When all was said and done, Agui took the majority of the emperor's wrath as Fuheng was on his deathbed. The emperor in acknowledging the retreat and defeat at the hands of the Myanmar, stated that it
 made the Myanmar look down upon our celestial dynasty.
He also blamed Agui and others for not stopping Fuheng from the foolhardy decision to invade Myanmar if they knew that it would fail. The Jinchuan uprising could not come at a better time for Agui, who would alter drastically, the emperor's opinion of him after his coming victories. Agui thought so negatively of his time in Myanmar that he had all correspondence and writings concerning this time destroyed upon his death.

==Ten Great Campaigns==
He put down an uprising of the Jinchuan people west of Sichuan, called the second Battle of the Jinchuan. This battle took place from 1771 until 1776. During this battle, Agui expressed the importance in shangyun which was the policy of utilizing merchants in keeping the military stocked.

In 1781, Agui went to Lanzhou, in the northwestern Gansu province, to lead the suppression of the Jahriyya revolt by the Salar adherents of the Jahriyya Sufi order. along with Heshen, Li Shiyao and Fuk'anggan.

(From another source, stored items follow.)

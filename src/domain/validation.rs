//! Identifier and amount validation.
//!
//! Pure functions, no I/O. Every mutation path in the store runs
//! [`validate_details`] before anything is encrypted or written.

use std::sync::OnceLock;

use regex::Regex;

use super::appointment::{AppointmentDetails, Rosters, MAX_AGE, MIN_AGE};

/// Weights applied to the first 17 digits of a national ID.
const CHECKSUM_WEIGHTS: [u32; 17] = [7, 9, 10, 5, 8, 4, 2, 1, 6, 3, 7, 9, 10, 5, 8, 4, 2];

/// Check characters indexed by `weighted sum mod 11`.
const CHECK_CODES: &[u8; 11] = b"10X98765432";

/// Region code, birth date (years 18xx-20xx), sequence, check character.
/// ASCII digits only.
const NATIONAL_ID_PATTERN: &str =
    r"^[1-9][0-9]{5}(18|19|20)[0-9]{2}(0[1-9]|1[0-2])(0[1-9]|[12][0-9]|3[01])[0-9]{3}[0-9Xx]$";

const PHONE_PATTERN: &str = r"^1[3-9][0-9]{9}$";

static NATIONAL_ID_RE: OnceLock<Regex> = OnceLock::new();
static PHONE_RE: OnceLock<Regex> = OnceLock::new();

fn national_id_re() -> &'static Regex {
    NATIONAL_ID_RE.get_or_init(|| Regex::new(NATIONAL_ID_PATTERN).expect("Valid regex"))
}

fn phone_re() -> &'static Regex {
    PHONE_RE.get_or_init(|| Regex::new(PHONE_PATTERN).expect("Valid regex"))
}

/// Field that failed validation.
#[derive(Debug, Clone, Copy, PartialEq, Eq)]
pub enum Field {
    CustomerName,
    NationalId,
    Phone,
    Amount,
    Age,
    StaffAssignee,
    Department,
}

impl std::fmt::Display for Field {
    fn fmt(&self, f: &mut std::fmt::Formatter<'_>) -> std::fmt::Result {
        let name = match self {
            Self::CustomerName => "customer_name",
            Self::NationalId => "national_id",
            Self::Phone => "phone",
            Self::Amount => "amount",
            Self::Age => "age",
            Self::StaffAssignee => "staff_assignee",
            Self::Department => "department",
        };
        f.write_str(name)
    }
}

/// A rejected input field and the reason.
///
/// The reason never echoes the offending value.
#[derive(Debug, Clone, PartialEq, Eq, thiserror::Error)]
#[error("Invalid {field}: {reason}")]
pub struct ValidationError {
    pub field: Field,
    pub reason: String,
}

impl ValidationError {
    #[must_use]
    pub fn new(field: Field, reason: impl Into<String>) -> Self {
        Self {
            field,
            reason: reason.into(),
        }
    }
}

/// Compute the check character for the first 17 digits of a national ID.
///
/// Returns `None` unless `first17` is exactly 17 ASCII digits.
#[must_use]
pub fn national_id_check_char(first17: &str) -> Option<char> {
    let digits = first17.as_bytes();
    if digits.len() != CHECKSUM_WEIGHTS.len() || !digits.iter().all(u8::is_ascii_digit) {
        return None;
    }

    let sum: u32 = digits
        .iter()
        .zip(CHECKSUM_WEIGHTS)
        .map(|(d, w)| u32::from(d - b'0') * w)
        .sum();

    Some(char::from(CHECK_CODES[(sum % 11) as usize]))
}

/// Format and checksum check for an 18-character national ID.
#[must_use]
pub fn validate_national_id(s: &str) -> bool {
    if !national_id_re().is_match(s) {
        return false;
    }

    // The pattern guarantees 17 ASCII digits followed by one ASCII character.
    let (body, last) = s.split_at(17);
    match national_id_check_char(body) {
        Some(expected) => last.eq_ignore_ascii_case(&expected.to_string()),
        None => false,
    }
}

/// Mainland mobile number: `1`, then `3`-`9`, then nine digits.
#[must_use]
pub fn validate_phone(s: &str) -> bool {
    phone_re().is_match(s)
}

/// Whole, positive amount written with ASCII digits only.
///
/// Decimal points, signs and separators are rejected.
#[must_use]
pub fn validate_amount(s: &str) -> bool {
    !s.is_empty() && s.bytes().all(|b| b.is_ascii_digit()) && s.bytes().any(|b| b != b'0')
}

/// Validate a full set of appointment details.
///
/// Checks run in intake order (name, national ID, phone, amount, then age and
/// rosters) and the first failure is returned.
///
/// # Errors
/// Returns the first `ValidationError` found.
pub fn validate_details(
    details: &AppointmentDetails,
    rosters: &Rosters,
) -> Result<(), ValidationError> {
    if details.customer_name.trim().is_empty() {
        return Err(ValidationError::new(Field::CustomerName, "must not be empty"));
    }
    if !validate_national_id(&details.national_id) {
        return Err(ValidationError::new(
            Field::NationalId,
            "malformed 18-character ID or checksum mismatch",
        ));
    }
    if !validate_phone(&details.phone) {
        return Err(ValidationError::new(
            Field::Phone,
            "expected an 11-digit mobile number starting with 13-19",
        ));
    }
    if !validate_amount(&details.amount) {
        return Err(ValidationError::new(
            Field::Amount,
            "expected a positive whole number of digits",
        ));
    }
    if !(MIN_AGE..=MAX_AGE).contains(&details.age) {
        return Err(ValidationError::new(
            Field::Age,
            format!("must be between {MIN_AGE} and {MAX_AGE}"),
        ));
    }
    if !rosters.has_staff(&details.staff_assignee) {
        return Err(ValidationError::new(Field::StaffAssignee, "not on the staff roster"));
    }
    if !rosters.has_department(&details.department) {
        return Err(ValidationError::new(Field::Department, "not a configured department"));
    }
    Ok(())
}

Agui also led campaigns to unify the Yili area and Taiwan island (1786-1787) within the Chinese state.

He served as a minister to the emperor and a member of the Grand Council and Grand Secretariat (both administrative cabinets of the Chinese government) until his death.

Agui's grandson was Na-yen-ch'êng who served as an official in Xinjiang after the Afaqi Khoja revolts.